**** The data

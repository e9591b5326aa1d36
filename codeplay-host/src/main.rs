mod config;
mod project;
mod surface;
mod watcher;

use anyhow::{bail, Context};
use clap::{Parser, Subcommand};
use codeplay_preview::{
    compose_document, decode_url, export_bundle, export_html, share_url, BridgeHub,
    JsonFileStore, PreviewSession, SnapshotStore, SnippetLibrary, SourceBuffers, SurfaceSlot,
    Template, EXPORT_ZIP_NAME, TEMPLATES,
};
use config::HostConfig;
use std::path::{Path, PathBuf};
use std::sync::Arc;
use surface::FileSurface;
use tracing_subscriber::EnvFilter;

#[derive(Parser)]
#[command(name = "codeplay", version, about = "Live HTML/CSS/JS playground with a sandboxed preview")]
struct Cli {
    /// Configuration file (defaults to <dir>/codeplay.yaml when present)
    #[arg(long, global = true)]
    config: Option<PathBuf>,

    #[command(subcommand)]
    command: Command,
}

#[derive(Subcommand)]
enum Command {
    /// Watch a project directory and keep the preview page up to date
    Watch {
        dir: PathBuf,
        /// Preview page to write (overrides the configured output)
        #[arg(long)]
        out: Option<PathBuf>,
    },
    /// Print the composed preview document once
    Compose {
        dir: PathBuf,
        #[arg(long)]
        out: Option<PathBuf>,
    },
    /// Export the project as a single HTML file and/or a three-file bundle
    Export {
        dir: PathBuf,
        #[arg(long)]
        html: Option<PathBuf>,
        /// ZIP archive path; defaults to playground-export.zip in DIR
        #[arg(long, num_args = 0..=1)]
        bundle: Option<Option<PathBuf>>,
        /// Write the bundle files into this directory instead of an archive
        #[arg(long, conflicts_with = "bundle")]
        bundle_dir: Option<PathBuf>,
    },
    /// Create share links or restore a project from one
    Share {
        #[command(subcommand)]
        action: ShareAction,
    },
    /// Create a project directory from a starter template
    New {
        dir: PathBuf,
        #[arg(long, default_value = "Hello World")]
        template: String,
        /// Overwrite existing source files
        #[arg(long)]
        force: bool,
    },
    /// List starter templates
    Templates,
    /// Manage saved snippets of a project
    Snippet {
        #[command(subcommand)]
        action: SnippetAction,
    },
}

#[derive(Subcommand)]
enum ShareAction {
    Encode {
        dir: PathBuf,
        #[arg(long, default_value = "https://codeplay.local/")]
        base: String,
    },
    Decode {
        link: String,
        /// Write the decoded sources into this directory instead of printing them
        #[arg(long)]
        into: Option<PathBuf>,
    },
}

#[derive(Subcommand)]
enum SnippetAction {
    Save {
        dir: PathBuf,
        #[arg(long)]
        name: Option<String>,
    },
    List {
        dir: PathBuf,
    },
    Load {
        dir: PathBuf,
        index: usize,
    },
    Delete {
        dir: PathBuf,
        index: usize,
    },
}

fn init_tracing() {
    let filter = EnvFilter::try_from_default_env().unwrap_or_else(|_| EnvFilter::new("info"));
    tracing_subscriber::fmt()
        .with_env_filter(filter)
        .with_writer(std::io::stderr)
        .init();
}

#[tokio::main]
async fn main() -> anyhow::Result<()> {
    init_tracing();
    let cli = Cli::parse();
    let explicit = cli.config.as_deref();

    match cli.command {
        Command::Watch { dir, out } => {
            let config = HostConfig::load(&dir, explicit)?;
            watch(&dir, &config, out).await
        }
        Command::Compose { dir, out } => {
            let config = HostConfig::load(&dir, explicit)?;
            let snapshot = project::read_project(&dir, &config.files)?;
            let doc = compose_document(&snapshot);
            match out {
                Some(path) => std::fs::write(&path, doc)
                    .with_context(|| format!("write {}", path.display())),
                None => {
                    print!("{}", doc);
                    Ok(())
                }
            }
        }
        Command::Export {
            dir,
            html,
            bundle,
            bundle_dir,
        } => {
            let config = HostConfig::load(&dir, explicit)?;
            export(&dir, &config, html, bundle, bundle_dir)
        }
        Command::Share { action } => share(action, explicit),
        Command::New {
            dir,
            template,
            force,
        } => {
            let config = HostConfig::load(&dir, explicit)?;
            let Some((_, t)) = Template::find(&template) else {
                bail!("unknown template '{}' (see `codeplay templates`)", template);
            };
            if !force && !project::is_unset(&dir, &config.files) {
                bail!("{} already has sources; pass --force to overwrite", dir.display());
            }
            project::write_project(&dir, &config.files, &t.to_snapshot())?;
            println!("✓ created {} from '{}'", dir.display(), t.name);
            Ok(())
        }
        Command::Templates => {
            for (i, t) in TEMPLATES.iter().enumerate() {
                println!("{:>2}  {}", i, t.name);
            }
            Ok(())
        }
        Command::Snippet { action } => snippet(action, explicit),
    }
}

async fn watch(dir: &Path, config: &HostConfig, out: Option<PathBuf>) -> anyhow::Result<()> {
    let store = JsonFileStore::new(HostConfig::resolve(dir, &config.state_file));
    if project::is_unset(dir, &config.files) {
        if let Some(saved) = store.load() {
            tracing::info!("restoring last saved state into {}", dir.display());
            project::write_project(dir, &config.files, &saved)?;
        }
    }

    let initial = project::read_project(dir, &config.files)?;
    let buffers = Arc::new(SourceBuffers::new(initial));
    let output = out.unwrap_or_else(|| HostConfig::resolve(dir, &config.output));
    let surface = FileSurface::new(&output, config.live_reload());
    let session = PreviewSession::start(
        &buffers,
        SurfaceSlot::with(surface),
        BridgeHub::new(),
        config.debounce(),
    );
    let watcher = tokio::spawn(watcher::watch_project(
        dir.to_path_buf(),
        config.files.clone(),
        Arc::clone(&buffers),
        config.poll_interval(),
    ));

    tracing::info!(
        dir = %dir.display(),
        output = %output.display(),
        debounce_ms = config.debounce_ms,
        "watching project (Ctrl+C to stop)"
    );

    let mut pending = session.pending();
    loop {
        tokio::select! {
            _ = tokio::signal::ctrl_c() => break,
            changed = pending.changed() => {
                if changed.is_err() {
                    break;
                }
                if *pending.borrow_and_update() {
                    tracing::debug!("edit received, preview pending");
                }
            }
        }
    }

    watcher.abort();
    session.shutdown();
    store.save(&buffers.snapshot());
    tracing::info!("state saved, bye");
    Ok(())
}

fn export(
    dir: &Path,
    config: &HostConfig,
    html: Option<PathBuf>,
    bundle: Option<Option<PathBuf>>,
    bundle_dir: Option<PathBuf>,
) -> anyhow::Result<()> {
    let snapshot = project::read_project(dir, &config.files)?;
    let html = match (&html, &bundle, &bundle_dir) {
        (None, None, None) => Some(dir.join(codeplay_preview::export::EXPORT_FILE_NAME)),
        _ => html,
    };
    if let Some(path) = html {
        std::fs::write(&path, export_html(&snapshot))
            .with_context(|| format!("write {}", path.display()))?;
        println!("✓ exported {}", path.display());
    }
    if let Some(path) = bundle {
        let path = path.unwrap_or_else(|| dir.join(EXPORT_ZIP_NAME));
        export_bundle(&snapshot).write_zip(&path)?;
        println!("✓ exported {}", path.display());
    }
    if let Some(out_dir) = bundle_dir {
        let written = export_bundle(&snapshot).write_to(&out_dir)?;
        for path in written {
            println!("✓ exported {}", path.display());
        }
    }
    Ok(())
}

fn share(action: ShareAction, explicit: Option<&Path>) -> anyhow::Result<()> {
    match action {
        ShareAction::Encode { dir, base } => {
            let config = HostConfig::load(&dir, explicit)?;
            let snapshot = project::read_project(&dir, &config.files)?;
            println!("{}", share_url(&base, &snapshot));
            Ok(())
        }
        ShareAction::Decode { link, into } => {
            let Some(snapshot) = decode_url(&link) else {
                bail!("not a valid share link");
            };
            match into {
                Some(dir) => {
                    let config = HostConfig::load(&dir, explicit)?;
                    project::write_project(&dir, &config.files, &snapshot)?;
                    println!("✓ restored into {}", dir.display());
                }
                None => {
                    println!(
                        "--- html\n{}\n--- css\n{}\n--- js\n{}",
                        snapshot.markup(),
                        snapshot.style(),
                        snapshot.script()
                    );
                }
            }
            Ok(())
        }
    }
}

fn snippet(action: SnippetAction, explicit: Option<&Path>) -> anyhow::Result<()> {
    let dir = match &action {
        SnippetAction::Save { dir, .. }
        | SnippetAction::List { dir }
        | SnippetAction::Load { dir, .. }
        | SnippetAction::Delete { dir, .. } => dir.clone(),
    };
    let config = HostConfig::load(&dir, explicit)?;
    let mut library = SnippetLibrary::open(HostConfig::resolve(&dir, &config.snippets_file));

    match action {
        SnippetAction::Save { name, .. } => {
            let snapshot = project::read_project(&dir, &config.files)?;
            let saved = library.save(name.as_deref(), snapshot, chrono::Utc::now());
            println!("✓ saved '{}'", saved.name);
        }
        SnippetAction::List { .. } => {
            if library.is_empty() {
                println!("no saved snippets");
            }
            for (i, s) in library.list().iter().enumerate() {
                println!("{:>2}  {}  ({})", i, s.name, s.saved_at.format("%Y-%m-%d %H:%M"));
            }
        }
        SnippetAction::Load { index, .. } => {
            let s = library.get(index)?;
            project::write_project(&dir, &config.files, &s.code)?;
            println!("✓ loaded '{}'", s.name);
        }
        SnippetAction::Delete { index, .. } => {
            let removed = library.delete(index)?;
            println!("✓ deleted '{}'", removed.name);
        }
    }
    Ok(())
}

********

▸ What needs to be done:
Using the listing above, pick out each line that contains the word "starter", then copy it.

▸ Exercise answer:
    /// Create a project directory from a starter template
    /// List starter templates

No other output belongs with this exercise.